— Task statement —
Write only how many lines in this data include "reported".

Extracted records:
/// HNSW vector index for similarity search
use ahash::AHashMap;
use hnsw_rs::prelude::*;
use serde::{Deserialize, Serialize};
use std::fmt;
use std::str::FromStr;
use thiserror::Error;

/// Maximum number of HNSW layers
const MAX_LAYERS: usize = 16;

#[derive(Error, Debug)]
pub enum VectorIndexError {
    #[error("Invalid dimension: expected {expected}, got {actual}")]
    InvalidDimension { expected: usize, actual: usize },

    #[error("Duplicate point id: {0}")]
    DuplicateId(u64),

    #[error("Invalid vector for point {id}: {reason}")]
    InvalidVector { id: u64, reason: String },

    #[error("Unknown distance metric: {0}")]
    UnknownDistance(String),
}

/// Arbitrary JSON metadata stored next to each vector
pub type Payload = serde_json::Map<String, serde_json::Value>;

/// Distance metric of a collection
#[derive(Debug, Clone, Copy, PartialEq, Eq, Serialize, Deserialize)]
#[serde(rename_all = "lowercase")]
pub enum Distance {
    /// Cosine similarity, reported as `1 - cosine distance` (higher is better)
    Cosine,
    /// Euclidean distance, reported as is (lower is better)
    Euclid,
}

impl Distance {
    pub fn as_str(&self) -> &'static str {
        match self {
            Distance::Cosine => "cosine",
            Distance::Euclid => "euclid",
        }
    }

    /// Whether a larger score means a closer match
    pub fn higher_is_better(&self) -> bool {
        matches!(self, Distance::Cosine)
    }
}

impl fmt::Display for Distance {
    fn fmt(&self, f: &mut fmt::Formatter<'_>) -> fmt::Result {
        f.write_str(self.as_str())
    }
}

impl FromStr for Distance {
    type Err = VectorIndexError;

    fn from_str(s: &str) -> Result<Self, Self::Err> {
        match s.to_ascii_lowercase().as_str() {
            "cosine" => Ok(Distance::Cosine),
            "euclid" | "euclidean" | "l2" => Ok(Distance::Euclid),
            other => Err(VectorIndexError::UnknownDistance(other.to_string())),
        }
    }
}

/// HNSW graph construction and search parameters
#[derive(Debug, Clone, Copy, PartialEq, Eq)]
pub struct IndexParams {
    /// Connections per node per layer
    pub m: usize,
    /// Candidate list size during construction
    pub ef_construction: usize,
    /// Candidate list size during search (raised to `k` when smaller)
    pub ef_search: usize,
}

impl Default for IndexParams {
    fn default() -> Self {
        Self {
            m: 16,
            ef_construction: 200,
            ef_search: 64,
        }
    }
}

/// A vector with its id and payload, as inserted into an index
#[derive(Debug, Clone, PartialEq)]
pub struct PointRecord {
    pub id: u64,
    pub vector: Vec<f32>,
    pub payload: Payload,
}

impl PointRecord {
    pub fn new(id: u64, vector: Vec<f32>, payload: Payload) -> Self {
        Self {
            id,
            vector,
            payload,
        }
    }
}

/// Search hit with its score and a copy of the stored payload
#[derive(Debug, Clone)]
pub struct ScoredPoint {
    pub id: u64,
    /// Cosine similarity for cosine collections, raw distance for euclid ones
    pub score: f32,
    pub payload: Payload,
}

enum Graph {
    Cosine(Hnsw<'static, f32, DistCosine>),
    Euclid(Hnsw<'static, f32, DistL2>),
}

impl Graph {
    fn new(distance: Distance, params: &IndexParams, capacity: usize) -> Self {
        let capacity = capacity.max(1);
        match distance {
            Distance::Cosine => Graph::Cosine(Hnsw::<f32, DistCosine>::new(
                params.m,
                capacity,
                MAX_LAYERS,
                params.ef_construction,
                DistCosine,
            )),
            Distance::Euclid => Graph::Euclid(Hnsw::<f32, DistL2>::new(
                params.m,
                capacity,
                MAX_LAYERS,
                params.ef_construction,
                DistL2,
            )),
        }
    }

    fn insert(&self, vector: &Vec<f32>, slot: usize) {
        match self {
            Graph::Cosine(hnsw) => hnsw.insert((vector, slot)),
            Graph::Euclid(hnsw) => hnsw.insert((vector, slot)),
        }
    }

    fn search(&self, query: &[f32], k: usize, ef: usize) -> Vec<Neighbour> {
        match self {
            Graph::Cosine(hnsw) => hnsw.search(query, k, ef),
            Graph::Euclid(hnsw) => hnsw.search(query, k, ef),
        }
    }
}

/// HNSW vector index wrapper
///
/// Points are addressed by a dense slot inside the graph and by their public
/// `u64` id outside of it. An index is built once and then only read; to
/// change its contents build a new one and swap it in (see `VectorStore`).
pub struct VectorIndex {
    graph: Graph,
    dimension: usize,
    distance: Distance,
    params: IndexParams,
    points: Vec<PointRecord>,
    slots: AHashMap<u64, usize>,
}

impl VectorIndex {
    /// Create an empty index
    pub fn new(dimension: usize, distance: Distance, params: IndexParams) -> Self {
        Self::with_capacity(dimension, distance, params, 0)
    }

    fn with_capacity(
        dimension: usize,
        distance: Distance,
        params: IndexParams,
        capacity: usize,
    ) -> Self {
        Self {
            graph: Graph::new(distance, &params, capacity),
            dimension,
            distance,
            params,
            points: Vec::with_capacity(capacity),
            slots: AHashMap::with_capacity(capacity),
        }
    }

    /// Build an index over `points`
    ///
    /// Fails on the first point with a wrong dimension, a non-finite
    /// component, or an id already present.
    pub fn build(
        dimension: usize,
        distance: Distance,
        params: IndexParams,
        points: Vec<PointRecord>,
    ) -> Result<Self, VectorIndexError> {
        let mut index = Self::with_capacity(dimension, distance, params, points.len());
        for point in points {
            index.insert(point)?;
        }
        Ok(index)
    }

    /// Insert a single point
    pub fn insert(&mut self, mut point: PointRecord) -> Result<(), VectorIndexError> {
        self.check_dimension(&point.vector)?;

        if self.slots.contains_key(&point.id) {
            return Err(VectorIndexError::DuplicateId(point.id));
        }

        if point.vector.iter().any(|x| !x.is_finite()) {
            return Err(VectorIndexError::InvalidVector {
                id: point.id,
                reason: "non-finite component".to_string(),
            });
        }

        if self.distance == Distance::Cosine && !normalize(&mut point.vector) {
            return Err(VectorIndexError::InvalidVector {
                id: point.id,
                reason: "zero-length vector has no direction".to_string(),
            });
        }

        let slot = self.points.len();
        self.graph.insert(&point.vector, slot);
        self.slots.insert(point.id, slot);
        self.points.push(point);

        Ok(())
    }

    /// Search for the `k` nearest points, best first
    ///
    /// Returns every point when the index holds fewer than `k`, and nothing
    /// when it is empty or `k` is zero.
    pub fn search(&self, query: &[f32], k: usize) -> Result<Vec<ScoredPoint>, VectorIndexError> {
        self.check_dimension(query)?;

        if k == 0 || self.points.is_empty() {
            return Ok(Vec::new());
        }

        let mut query = query.to_vec();
        if self.distance == Distance::Cosine && !normalize(&mut query) {
            // A zero query is equally far from everything
            return Ok(Vec::new());
        }

        let k = k.min(self.points.len());
        let ef = self.params.ef_search.max(k);
        let neighbours = self.graph.search(&query, k, ef);

        let mut results: Vec<ScoredPoint> = neighbours
            .into_iter()
            .filter_map(|n| {
                self.points.get(n.d_id).map(|point| ScoredPoint {
                    id: point.id,
                    score: match self.distance {
                        Distance::Cosine => 1.0 - n.distance,
                        Distance::Euclid => n.distance,
                    },
                    payload: point.payload.clone(),
                })
            })
            .collect();

        if self.distance.higher_is_better() {
            results.sort_by(|a, b| b.score.total_cmp(&a.score));
        } else {
            results.sort_by(|a, b| a.score.total_cmp(&b.score));
        }
        results.truncate(k);

        Ok(results)
    }

    /// Look up a point by id
    pub fn get(&self, id: u64) -> Option<&PointRecord> {
        self.slots.get(&id).and_then(|slot| self.points.get(*slot))
    }

    /// All points in insertion order
    pub fn points(&self) -> &[PointRecord] {
        &self.points
    }

    pub fn len(&self) -> usize {
        self.points.len()
    }

    pub fn is_empty(&self) -> bool {
        self.points.is_empty()
    }

    pub fn dimension(&self) -> usize {
        self.dimension
    }

    pub fn distance(&self) -> Distance {
        self.distance
    }

    pub fn params(&self) -> IndexParams {
        self.params
    }

    fn check_dimension(&self, vector: &[f32]) -> Result<(), VectorIndexError> {
        if vector.len() != self.dimension {
            return Err(VectorIndexError::InvalidDimension {
                expected: self.dimension,
                actual: vector.len(),
            });
        }
        Ok(())
    }
}

/// Scale to unit length in place; false for the zero vector
fn normalize(vector: &mut [f32]) -> bool {
    let norm = vector.iter().map(|x| x * x).sum::<f32>().sqrt();
    if norm == 0.0 {
        return false;
    }
    vector.iter_mut().for_each(|x| *x /= norm);
    true
}

#[cfg(test)]
mod tests {
    use super::*;
    use serde_json::json;

    fn payload(chunk_id: &str) -> Payload {
        let mut map = Payload::new();
        map.insert("chunk_id".to_string(), json!(chunk_id));
        map
    }

    fn point(id: u64, vector: Vec<f32>) -> PointRecord {
        PointRecord::new(id, vector, payload(&format!("c{}", id)))
    }

    #[test]
    fn test_cosine_search_orders_best_first() {
        let index = VectorIndex::build(
            3,
            Distance::Cosine,
            IndexParams::default(),
            vec![
                point(1, vec![1.0, 0.0, 0.0]),
                point(2, vec![0.0, 1.0, 0.0]),
                point(3, vec![0.9, 0.1, 0.0]),
            ],
        )
        .unwrap();

        let results = index.search(&[1.0, 0.0, 0.0], 2).unwrap();
        assert_eq!(results.len(), 2);
        assert_eq!(results[0].id, 1);
        assert_eq!(results[1].id, 3);
        assert!(results[0].score >= results[1].score);
        assert!((results[0].score - 1.0).abs() < 1e-5);
        assert_eq!(results[0].payload["chunk_id"], json!("c1"));
    }

    #[test]
    fn test_fewer_points_than_k_returns_all() {
        let index = VectorIndex::build(
            2,
            Distance::Cosine,
            IndexParams::default(),
            vec![point(7, vec![1.0, 1.0]), point(8, vec![1.0, -1.0])],
        )
        .unwrap();

        let results = index.search(&[1.0, 0.5], 10).unwrap();
        assert_eq!(results.len(), 2);
    }

    #[test]
    fn test_empty_index_and_zero_k() {
        let index = VectorIndex::new(4, Distance::Cosine, IndexParams::default());
        assert!(index.search(&[0.1, 0.2, 0.3, 0.4], 4).unwrap().is_empty());

        let index = VectorIndex::build(
            2,
            Distance::Cosine,
            IndexParams::default(),
            vec![point(1, vec![1.0, 0.0])],
        )
        .unwrap();
        assert!(index.search(&[1.0, 0.0], 0).unwrap().is_empty());
    }

    #[test]
    fn test_dimension_mismatch() {
        let mut index = VectorIndex::new(3, Distance::Cosine, IndexParams::default());
        let err = index.insert(point(1, vec![1.0, 0.0])).unwrap_err();
        assert!(matches!(
            err,
            VectorIndexError::InvalidDimension {
                expected: 3,
                actual: 2
            }
        ));

        assert!(index.search(&[1.0; 5], 1).is_err());
    }

    #[test]
    fn test_duplicate_and_zero_vectors_rejected() {
        let mut index = VectorIndex::new(2, Distance::Cosine, IndexParams::default());
        index.insert(point(1, vec![1.0, 0.0])).unwrap();

        assert!(matches!(
            index.insert(point(1, vec![0.0, 1.0])),
            Err(VectorIndexError::DuplicateId(1))
        ));
        assert!(matches!(
            index.insert(point(2, vec![0.0, 0.0])),
            Err(VectorIndexError::InvalidVector { .. })
        ));
        assert_eq!(index.len(), 1);
    }

    #[test]
    fn test_euclid_lower_is_better() {
        let index = VectorIndex::build(
            2,
            Distance::Euclid,
            IndexParams::default(),
            vec![point(1, vec![0.0, 0.0]), point(2, vec![3.0, 4.0])],
        )
        .unwrap();

        let results = index.search(&[0.0, 0.0], 2).unwrap();
        assert_eq!(results[0].id, 1);
        assert!(results[0].score <= results[1].score);
    }

    #[test]
    fn test_distance_parsing() {
        assert_eq!("cosine".parse::<Distance>().unwrap(), Distance::Cosine);
        assert_eq!("L2".parse::<Distance>().unwrap(), Distance::Euclid);
        assert!("dot".parse::<Distance>().is_err());
    }
}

— Exercise answer —
2